__What is being asked__. Please reproduce the entries below exactly, starting at the first line and ending with the line that holds "of analyzing it.".

__Data under study__.

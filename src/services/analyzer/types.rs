//! Types for the document analyzer.

use chrono::{DateTime, Utc};
use thiserror::Error;

use crate::extract::ExtractedDocument;
use crate::llm::{InferenceError, ParseError, RoutingDecision};
use crate::models::AnalysisRecord;

/// Failure of an analysis, summary or answer request.
///
/// Inference and parse failures carry the routing decision of the attempt
/// that produced them.
#[derive(Debug, Error)]
pub enum AnalysisError {
    #[error("{source} (routed {decision})")]
    Inference {
        decision: RoutingDecision,
        source: InferenceError,
    },

    #[error("{source} (routed {decision})")]
    Parse {
        decision: RoutingDecision,
        source: ParseError,
    },

    #[error("Nothing to send: {0} is empty")]
    EmptyInput(&'static str),
}

impl AnalysisError {
    /// Routing decision of the failed attempt. `None` when nothing was routed.
    pub fn decision(&self) -> Option<RoutingDecision> {
        match self {
            AnalysisError::Inference { decision, .. } | AnalysisError::Parse { decision, .. } => {
                Some(*decision)
            }
            AnalysisError::EmptyInput(_) => None,
        }
    }

    /// Raw model output for parse failures.
    pub fn raw_output(&self) -> Option<&str> {
        match self {
            AnalysisError::Parse { source, .. } => Some(source.raw()),
            _ => None,
        }
    }
}

/// Extraction result plus the outcome of analyzing it.
///
/// The extracted text is kept even when analysis fails.
#[derive(Debug)]
pub struct DocumentAnalysis {
    pub document: ExtractedDocument,
    pub analysis: Result<AnalysisRecord, AnalysisError>,
    pub analyzed_at: DateTime<Utc>,
}

impl DocumentAnalysis {
    pub fn succeeded(&self) -> bool {
        self.analysis.is_ok()
    }
}
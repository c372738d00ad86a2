//! Interpretation of raw model completions.
//!
//! The model is an untrusted producer. Everything it returns passes through
//! here before the rest of the application sees a typed value, and failures
//! are always reported rather than papered over with defaults.

use std::sync::LazyLock;

use regex::Regex;
use serde_json::{Map, Value};
use thiserror::Error;

use crate::models::AnalysisRecord;

/// Errors from interpreting a model completion.
#[derive(Debug, Error)]
pub enum ParseError {
    #[error("Malformed model output: {reason}")]
    MalformedOutput { raw: String, reason: String },

    #[error("Model output violates the {schema} schema: {detail}")]
    SchemaViolation {
        schema: &'static str,
        detail: String,
        raw: String,
    },
}

impl ParseError {
    /// The raw completion that failed to parse.
    pub fn raw(&self) -> &str {
        match self {
            ParseError::MalformedOutput { raw, .. } | ParseError::SchemaViolation { raw, .. } => {
                raw
            }
        }
    }
}

/// Markdown fence around a completion.
#[derive(Debug, Clone, Copy, PartialEq, Eq)]
pub enum Fence<'a> {
    /// ```` ```json ... ``` ````
    Tagged { lang: &'a str, body: &'a str },
    /// ```` ``` ... ``` ````
    Bare { body: &'a str },
    /// No fence.
    Unfenced(&'a str),
}

impl<'a> Fence<'a> {
    /// The text inside the fence, or the whole text when unfenced.
    pub fn body(&self) -> &'a str {
        match self {
            Fence::Tagged { body, .. } | Fence::Bare { body } => body,
            Fence::Unfenced(text) => text,
        }
    }
}

/// A whole-text fenced block: opening fence, optional language tag, body,
/// closing fence.
static FENCE: LazyLock<Regex> = LazyLock::new(|| {
    Regex::new(r"(?s)\A```[ \t]*([A-Za-z0-9_+.-]*)[ \t]*(?:\r?\n)?(.*?)```\z").unwrap()
});

/// Classify already-trimmed text by its fencing.
pub fn classify_fence(text: &str) -> Fence<'_> {
    let Some(caps) = FENCE.captures(text) else {
        return Fence::Unfenced(text);
    };
    let lang = caps.get(1).map_or("", |m| m.as_str());
    let body = caps.get(2).map_or("", |m| m.as_str()).trim();
    if lang.is_empty() {
        Fence::Bare { body }
    } else {
        Fence::Tagged { lang, body }
    }
}

/// Required top-level keys of an analysis payload, with accepted spellings.
const ANALYSIS_REQUIRED: &[(&str, &[&str])] = &[
    ("title", &["title"]),
    ("authors", &["authors"]),
    ("abstract", &["abstract"]),
    ("sections", &["sections"]),
    ("keyFindings", &["keyFindings", "key_findings"]),
];

/// Parse a completion as an [`AnalysisRecord`].
pub fn parse_analysis(raw: &str) -> Result<AnalysisRecord, ParseError> {
    let trimmed = raw.trim();
    let body = classify_fence(trimmed).body();

    let value: Value = serde_json::from_str(body).map_err(|e| ParseError::MalformedOutput {
        raw: raw.to_string(),
        reason: e.to_string(),
    })?;

    let violation = |detail: String| ParseError::SchemaViolation {
        schema: "analysis",
        detail,
        raw: raw.to_string(),
    };

    let Some(object) = value.as_object() else {
        return Err(violation(format!(
            "expected a JSON object, got {}",
            json_kind(&value)
        )));
    };

    for (field, spellings) in ANALYSIS_REQUIRED {
        let present = spellings
            .iter()
            .any(|key| object.get(*key).is_some_and(|v| !v.is_null()));
        if !present {
            return Err(violation(format!("missing required field `{}`", field)));
        }
    }

    let mut value = value;
    if let Some(object) = value.as_object_mut() {
        normalize_key_findings(object);
    }
    serde_json::from_value(value).map_err(|e| violation(e.to_string()))
}

/// Leave exactly one `keyFindings` entry. The camelCase spelling wins when
/// both carry a value.
fn normalize_key_findings(object: &mut Map<String, Value>) {
    let alias = object.remove("key_findings");
    let has_camel = object.get("keyFindings").is_some_and(|v| !v.is_null());
    if let (false, Some(findings)) = (has_camel, alias) {
        object.insert("keyFindings".to_string(), findings);
    }
}

/// Parse a completion as a prose summary.
///
/// A fence wrapping the whole summary is removed.
pub fn parse_summary(raw: &str) -> Result<String, ParseError> {
    let body = classify_fence(raw.trim()).body().trim();
    if body.is_empty() {
        return Err(ParseError::MalformedOutput {
            raw: raw.to_string(),
            reason: "empty summary".to_string(),
        });
    }
    Ok(body.to_string())
}

/// Parse a completion as a free-text answer.
///
/// Fences are kept since answers may legitimately contain code.
pub fn parse_plain_answer(raw: &str) -> Result<String, ParseError> {
    let answer = raw.trim();
    if answer.is_empty() {
        return Err(ParseError::MalformedOutput {
            raw: raw.to_string(),
            reason: "empty answer".to_string(),
        });
    }
    Ok(answer.to_string())
}

fn json_kind(value: &Value) -> &'static str {
    match value {
        Value::Null => "null",
        Value::Bool(_) => "a boolean",
        Value::Number(_) => "a number",
        Value::String(_) => "a string",
        Value::Array(_) => "an array",
        Value::Object(_) => "an object",
    }
}

#[cfg(test)]
mod tests {
    use super::*;
    use crate::models::Section;

    const PAYLOAD: &str = r#"{
        "title": "Attention Is All You Need",
        "authors": ["Ashish Vaswani", "Noam Shazeer"],
        "abstract": "We propose the Transformer.",
        "sections": [
            {"heading": "Introduction", "content": "RNNs are slow.", "summary": "Motivation"},
            {"heading": "Model", "content": "Stacked attention."}
        ],
        "keyFindings": ["Attention suffices", "Faster training"],
        "methodology": "Machine translation benchmarks"
    }"#;

    #[test]
    fn test_tagged_json_example_parses() {
        let raw = "```json\n{\"title\":\"T\",\"authors\":[],\"abstract\":\"A\",\"sections\":[],\"keyFindings\":[]}\n```";
        let record = parse_analysis(raw).unwrap();
        assert_eq!(
            record,
            AnalysisRecord {
                title: "T".to_string(),
                authors: vec![],
                abstract_text: "A".to_string(),
                sections: vec![],
                key_findings: vec![],
                methodology: None,
                conclusions: None,
                references: None,
            }
        );
    }

    #[test]
    fn test_fenced_and_unfenced_are_identical() {
        let plain = parse_analysis(PAYLOAD).unwrap();
        let tagged = parse_analysis(&format!("```json\n{}\n```", PAYLOAD)).unwrap();
        let bare = parse_analysis(&format!("  ```\n{}\n```\n", PAYLOAD)).unwrap();
        assert_eq!(plain, tagged);
        assert_eq!(plain, bare);

        assert_eq!(plain.authors.len(), 2);
        assert_eq!(
            plain.sections[1],
            Section {
                heading: "Model".to_string(),
                content: "Stacked attention.".to_string(),
                summary: None,
            }
        );
        assert_eq!(
            plain.methodology.as_deref(),
            Some("Machine translation benchmarks")
        );
        assert!(plain.conclusions.is_none());
    }

    #[test]
    fn test_missing_sections_is_schema_violation() {
        let raw = r#"{"title":"T","authors":[],"abstract":"A","keyFindings":[]}"#;
        match parse_analysis(raw) {
            Err(ParseError::SchemaViolation { detail, raw: kept, .. }) => {
                assert!(detail.contains("sections"));
                assert_eq!(kept, raw);
            }
            other => panic!("expected schema violation, got {:?}", other),
        }
    }

    #[test]
    fn test_null_required_field_is_schema_violation() {
        let raw = r#"{"title":"T","authors":[],"abstract":"A","sections":null,"keyFindings":[]}"#;
        assert!(matches!(
            parse_analysis(raw),
            Err(ParseError::SchemaViolation { .. })
        ));
    }

    #[test]
    fn test_wrong_type_is_schema_violation() {
        let raw = r#"{"title":"T","authors":"Ada","abstract":"A","sections":[],"keyFindings":[]}"#;
        assert!(matches!(
            parse_analysis(raw),
            Err(ParseError::SchemaViolation { .. })
        ));

        assert!(matches!(
            parse_analysis("[1, 2, 3]"),
            Err(ParseError::SchemaViolation { .. })
        ));
    }

    #[test]
    fn test_garbage_is_malformed_with_raw_text() {
        let raw = "I'm sorry, I can't analyze this document.";
        let err = parse_analysis(raw).unwrap_err();
        assert!(matches!(err, ParseError::MalformedOutput { .. }));
        assert_eq!(err.raw(), raw);

        let truncated = "```json\n{\"title\": \"T\", \"authors\": [\n```";
        let err = parse_analysis(truncated).unwrap_err();
        assert!(matches!(err, ParseError::MalformedOutput { .. }));
        assert_eq!(err.raw(), truncated);
    }

    #[test]
    fn test_snake_case_findings_accepted() {
        let raw = r#"{"title":"T","authors":[],"abstract":"A","sections":[],"key_findings":["x"]}"#;
        let record = parse_analysis(raw).unwrap();
        assert_eq!(record.key_findings, vec!["x"]);
    }

    #[test]
    fn test_both_findings_spellings_accepted() {
        let raw = r#"{"title":"T","authors":[],"abstract":"A","sections":[],"keyFindings":["x"],"key_findings":["y"]}"#;
        let record = parse_analysis(raw).unwrap();
        assert_eq!(record.key_findings, vec!["x"]);

        let raw = r#"{"title":"T","authors":[],"abstract":"A","sections":[],"keyFindings":null,"key_findings":["y"]}"#;
        let record = parse_analysis(raw).unwrap();
        assert_eq!(record.key_findings, vec!["y"]);
    }

    #[test]
    fn test_extra_fields_ignored() {
        let raw = r#"{"title":"T","authors":[],"abstract":"A","sections":[],"keyFindings":[],"confidence":0.9}"#;
        assert!(parse_analysis(raw).is_ok());
    }

    #[test]
    fn test_classify_fence() {
        assert_eq!(
            classify_fence("```json\n{}\n```"),
            Fence::Tagged {
                lang: "json",
                body: "{}"
            }
        );
        assert_eq!(classify_fence("```\n{}\n```"), Fence::Bare { body: "{}" });
        assert_eq!(classify_fence("```{}```"), Fence::Bare { body: "{}" });
        assert_eq!(classify_fence("{}"), Fence::Unfenced("{}"));
        assert_eq!(
            classify_fence("see ```json\n{}\n```"),
            Fence::Unfenced("see ```json\n{}\n```")
        );
    }

    #[test]
    fn test_parse_summary() {
        assert_eq!(
            parse_summary("\n  The paper shows X.  \n").unwrap(),
            "The paper shows X."
        );
        assert_eq!(
            parse_summary("```markdown\n- point one\n- point two\n```").unwrap(),
            "- point one\n- point two"
        );
        assert!(matches!(
            parse_summary("   "),
            Err(ParseError::MalformedOutput { .. })
        ));
        assert!(matches!(
            parse_summary("```\n```"),
            Err(ParseError::MalformedOutput { .. })
        ));
    }

    #[test]
    fn test_parse_plain_answer_keeps_code() {
        let raw = "Use this:\n```rust\nfn main() {}\n```";
        assert_eq!(parse_plain_answer(raw).unwrap(), raw);
        assert!(parse_plain_answer("\n\n").is_err());
    }
}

__Answer space__.
filename src/services/analyzer/types.rs
//! Types for the document analyzer.

use chrono::{DateTime, Utc};
use thiserror::Error;

use crate::extract::ExtractedDocument;
use crate::llm::{InferenceError, ParseError, RoutingDecision};
use crate::models::AnalysisRecord;

/// Failure of an analysis, summary or answer request.
///
/// Inference and parse failures carry the routing decision of the attempt
/// that produced them.
#[derive(Debug, Error)]
pub enum AnalysisError {
    #[error("{source} (routed {decision})")]
    Inference {
        decision: RoutingDecision,
        source: InferenceError,
    },

    #[error("{source} (routed {decision})")]
    Parse {
        decision: RoutingDecision,
        source: ParseError,
    },

    #[error("Nothing to send: {0} is empty")]
    EmptyInput(&'static str),
}

impl AnalysisError {
    /// Routing decision of the failed attempt. `None` when nothing was routed.
    pub fn decision(&self) -> Option<RoutingDecision> {
        match self {
            AnalysisError::Inference { decision, .. } | AnalysisError::Parse { decision, .. } => {
                Some(*decision)
            }
            AnalysisError::EmptyInput(_) => None,
        }
    }

    /// Raw model output for parse failures.
    pub fn raw_output(&self) -> Option<&str> {
        match self {
            AnalysisError::Parse { source, .. } => Some(source.raw()),
            _ => None,
        }
    }
}

/// Extraction result plus the outcome of analyzing it.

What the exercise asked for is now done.